In the data below, one line contains "self.get_all_relations()" and a later one contains "approximate metres when". Print both, with every line between them, exactly and alone.

Stored items
-=-=-
//! Spatial queries over the store: nearest node, rectangle, radius, and
//! one-hop network expansion.
//!
//! All queries are linear scans over the insertion-ordered collections.
//! Joins across entity kinds filter by identifier-set membership and
//! never dereference, so dangling references simply fail to match.

use std::collections::HashSet;

use geo::{Coord, Intersects, Rect};

use crate::{EntityId, Link, MapData, Node, Relation};

/// Scale factor turning planar degree distances into approximate metres.
///
/// The radius queries use a deliberately simplified planar Euclidean
/// distance scaled by this constant. It is an approximation, not a
/// geodesic computation, and callers relying on reproducible results
/// depend on this exact value.
pub const METERS_PER_DEGREE: f64 = 111_000.0;

fn euclidean(a: Coord<f64>, b: Coord<f64>) -> f64 {
    let dx = b.x - a.x;
    let dy = b.y - a.y;
    (dx * dx + dy * dy).sqrt()
}

/// Planar Euclidean distance between two coordinates, scaled by
/// [`METERS_PER_DEGREE`] to approximate metres for degree inputs.
///
/// # Examples
/// ```
/// use geo::Coord;
/// use roadnet_core::planar_distance_m;
///
/// let a = Coord { x: 0.0, y: 0.0 };
/// let b = Coord { x: 0.01, y: 0.0 };
/// assert!((planar_distance_m(a, b) - 1110.0).abs() < 1e-9);
/// ```
#[must_use]
pub fn planar_distance_m(a: Coord<f64>, b: Coord<f64>) -> f64 {
    euclidean(a, b) * METERS_PER_DEGREE
}

/// Result of [`MapData::find_within_radius`].
///
/// Links are selected by endpoint membership in the node set and
/// relations by pivot membership, so both may reference identifiers that
/// are not in `nodes`.
#[derive(Debug, Clone)]
pub struct RadiusSelection<'a> {
    /// Nodes within the radius, in insertion order.
    pub nodes: Vec<&'a Node>,
    /// Links with either endpoint in the node set, in insertion order.
    pub links: Vec<&'a Link>,
    /// Relations with their pivot in the node set, in insertion order.
    pub relations: Vec<&'a Relation>,
}

/// Result of [`MapData::network_within_radius`].
#[derive(Debug, Clone)]
pub struct NetworkSelection<'a> {
    /// Nodes within the radius plus the far endpoints of matched links,
    /// in insertion order.
    pub nodes: Vec<&'a Node>,
    /// Links touching at least one in-radius node, in insertion order.
    pub links: Vec<&'a Link>,
}

impl MapData {
    /// Find the node nearest to `point` by planar Euclidean distance in
    /// the stored coordinate units.
    ///
    /// Ties break to the first-inserted node: the scan runs in insertion
    /// order and only a strictly smaller distance replaces the current
    /// winner. Returns `None` only when the store holds zero nodes.
    #[must_use]
    pub fn find_nearest_node(&self, point: Coord<f64>) -> Option<&Node> {
        let mut nearest: Option<(&Node, f64)> = None;
        for node in self.get_all_nodes() {
            let dist = euclidean(point, node.position);
            match nearest {
                Some((_, best)) if dist >= best => {}
                _ => nearest = Some((node, dist)),
            }
        }
        nearest.map(|(node, _)| node)
    }

    /// All nodes whose position falls within `bounds`.
    ///
    /// Containment is boundary-inclusive on all four edges.
    #[must_use]
    pub fn find_nodes_in_rectangle(&self, bounds: &Rect<f64>) -> Vec<&Node> {
        self.get_all_nodes()
            // `Intersects` treats boundary points as inside the rectangle.
            .filter(|node| bounds.intersects(&node.position))
            .collect()
    }

    /// All links with either endpoint id in the set of nodes matched by
    /// `bounds`.
    #[must_use]
    pub fn find_links_in_rectangle(&self, bounds: &Rect<f64>) -> Vec<&Link> {
        let node_ids = self.node_ids_in_rectangle(bounds);
        self.links_touching(&node_ids)
    }

    /// All relations whose pivot id is in the set of nodes matched by
    /// `bounds`.
    ///
    /// Deliberately a separate call from the node+link query: callers
    /// wanting relations alongside [`MapData::elements_in_rectangle`]
    /// issue both.
    #[must_use]
    pub fn find_relations_in_rectangle(&self, bounds: &Rect<f64>) -> Vec<&Relation> {
        let node_ids = self.node_ids_in_rectangle(bounds);
        self.get_all_relations()
            .filter(|relation| node_ids.contains(&relation.node_id))
            .collect()
    }

    /// The `(nodes, links)` pair for a rectangle, computed in one pass
    /// over the node set.
    ///
    /// # Examples
    /// ```
    /// use geo::{Coord, Rect};
    /// use roadnet_core::{Link, MapData, Node};
    ///
    /// let mut map = MapData::new();
    /// map.add_node(Node::with_empty_tags(1, Coord { x: 0.0, y: 0.0 }));
    /// map.add_node(Node::with_empty_tags(2, Coord { x: 100.0, y: 0.0 }));
    /// map.add_link(Link::with_empty_tags(10, 1, 2));
    ///
    /// let bounds = Rect::new(Coord { x: -1.0, y: -1.0 }, Coord { x: 1.0, y: 1.0 });
    /// let (nodes, links) = map.elements_in_rectangle(&bounds);
    /// assert_eq!(nodes.len(), 1);
    /// // Link 10 matches through its in-rectangle endpoint.
    /// assert_eq!(links.len(), 1);
    /// ```
    #[must_use]
    pub fn elements_in_rectangle(&self, bounds: &Rect<f64>) -> (Vec<&Node>, Vec<&Link>) {
        let nodes = self.find_nodes_in_rectangle(bounds);
        let node_ids: HashSet<EntityId> = nodes.iter().map(|node| node.id).collect();
        let links = self.links_touching(&node_ids);
        (nodes, links)
    }

    /// All nodes within `radius_m` of `center`, plus the links and
    /// relations selected by membership in that node set.
    ///
    /// Distance is [`planar_distance_m`]: planar Euclidean scaled by
    /// [`METERS_PER_DEGREE`], so `radius_m` is approximate metres when
    /// coordinates are degrees. The comparison is inclusive (`<=`).
    #[must_use]
    pub fn find_within_radius(&self, center: Coord<f64>, radius_m: f64) -> RadiusSelection<'_> {
        let nodes: Vec<&Node> = self
            .get_all_nodes()
            .filter(|node| planar_distance_m(center, node.position) <= radius_m)
            .collect();
        let node_ids: HashSet<EntityId> = nodes.iter().map(|node| node.id).collect();
        let links = self.links_touching(&node_ids);
        let relations = self
            .get_all_relations()
            .filter(|relation| node_ids.contains(&relation.node_id))
            .collect();
        RadiusSelection {
            nodes,
            links,
            relations,
        }
    }

    /// The one-hop network closure around `center`.
    ///
    /// Stage one selects nodes within `radius_m` and every link touching
    /// any of them. Stage two re-expands the node set to include BOTH
    /// endpoints of every matched link, so a link's far endpoint is
    /// returned even when it lies outside the radius. Expanded endpoint
    /// ids with no stored node are absent from the result rather than an
    /// error.
    #[must_use]
    pub fn network_within_radius(&self, center: Coord<f64>, radius_m: f64) -> NetworkSelection<'_> {
        let mut node_ids: HashSet<EntityId> = self
            .get_all_nodes()
            .filter(|node| planar_distance_m(center, node.position) <= radius_m)
            .map(|node| node.id)
            .collect();
        let links = self.links_touching(&node_ids);
        for link in &links {
            node_ids.insert(link.from_node);
            node_ids.insert(link.to_node);
        }
        let nodes = self
            .get_all_nodes()
            .filter(|node| node_ids.contains(&node.id))
            .collect();
        NetworkSelection { nodes, links }
    }

    fn node_ids_in_rectangle(&self, bounds: &Rect<f64>) -> HashSet<EntityId> {
        self.get_all_nodes()
            .filter(|node| bounds.intersects(&node.position))
            .map(|node| node.id)
            .collect()
    }

    fn links_touching(&self, node_ids: &HashSet<EntityId>) -> Vec<&Link> {
        self.get_all_links()
            .filter(|link| node_ids.contains(&link.from_node) || node_ids.contains(&link.to_node))
            .collect()
    }
}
-=-=-
*Answer*:
        self.get_all_relations()
            .filter(|relation| node_ids.contains(&relation.node_id))
            .collect()
    }

    /// The `(nodes, links)` pair for a rectangle, computed in one pass
    /// over the node set.
    ///
    /// # Examples
    /// ```
    /// use geo::{Coord, Rect};
    /// use roadnet_core::{Link, MapData, Node};
    ///
    /// let mut map = MapData::new();
    /// map.add_node(Node::with_empty_tags(1, Coord { x: 0.0, y: 0.0 }));
    /// map.add_node(Node::with_empty_tags(2, Coord { x: 100.0, y: 0.0 }));
    /// map.add_link(Link::with_empty_tags(10, 1, 2));
    ///
    /// let bounds = Rect::new(Coord { x: -1.0, y: -1.0 }, Coord { x: 1.0, y: 1.0 });
    /// let (nodes, links) = map.elements_in_rectangle(&bounds);
    /// assert_eq!(nodes.len(), 1);
    /// // Link 10 matches through its in-rectangle endpoint.
    /// assert_eq!(links.len(), 1);
    /// ```
    #[must_use]
    pub fn elements_in_rectangle(&self, bounds: &Rect<f64>) -> (Vec<&Node>, Vec<&Link>) {
        let nodes = self.find_nodes_in_rectangle(bounds);
        let node_ids: HashSet<EntityId> = nodes.iter().map(|node| node.id).collect();
        let links = self.links_touching(&node_ids);
        (nodes, links)
    }

    /// All nodes within `radius_m` of `center`, plus the links and
    /// relations selected by membership in that node set.
    ///
    /// Distance is [`planar_distance_m`]: planar Euclidean scaled by
    /// [`METERS_PER_DEGREE`], so `radius_m` is approximate metres when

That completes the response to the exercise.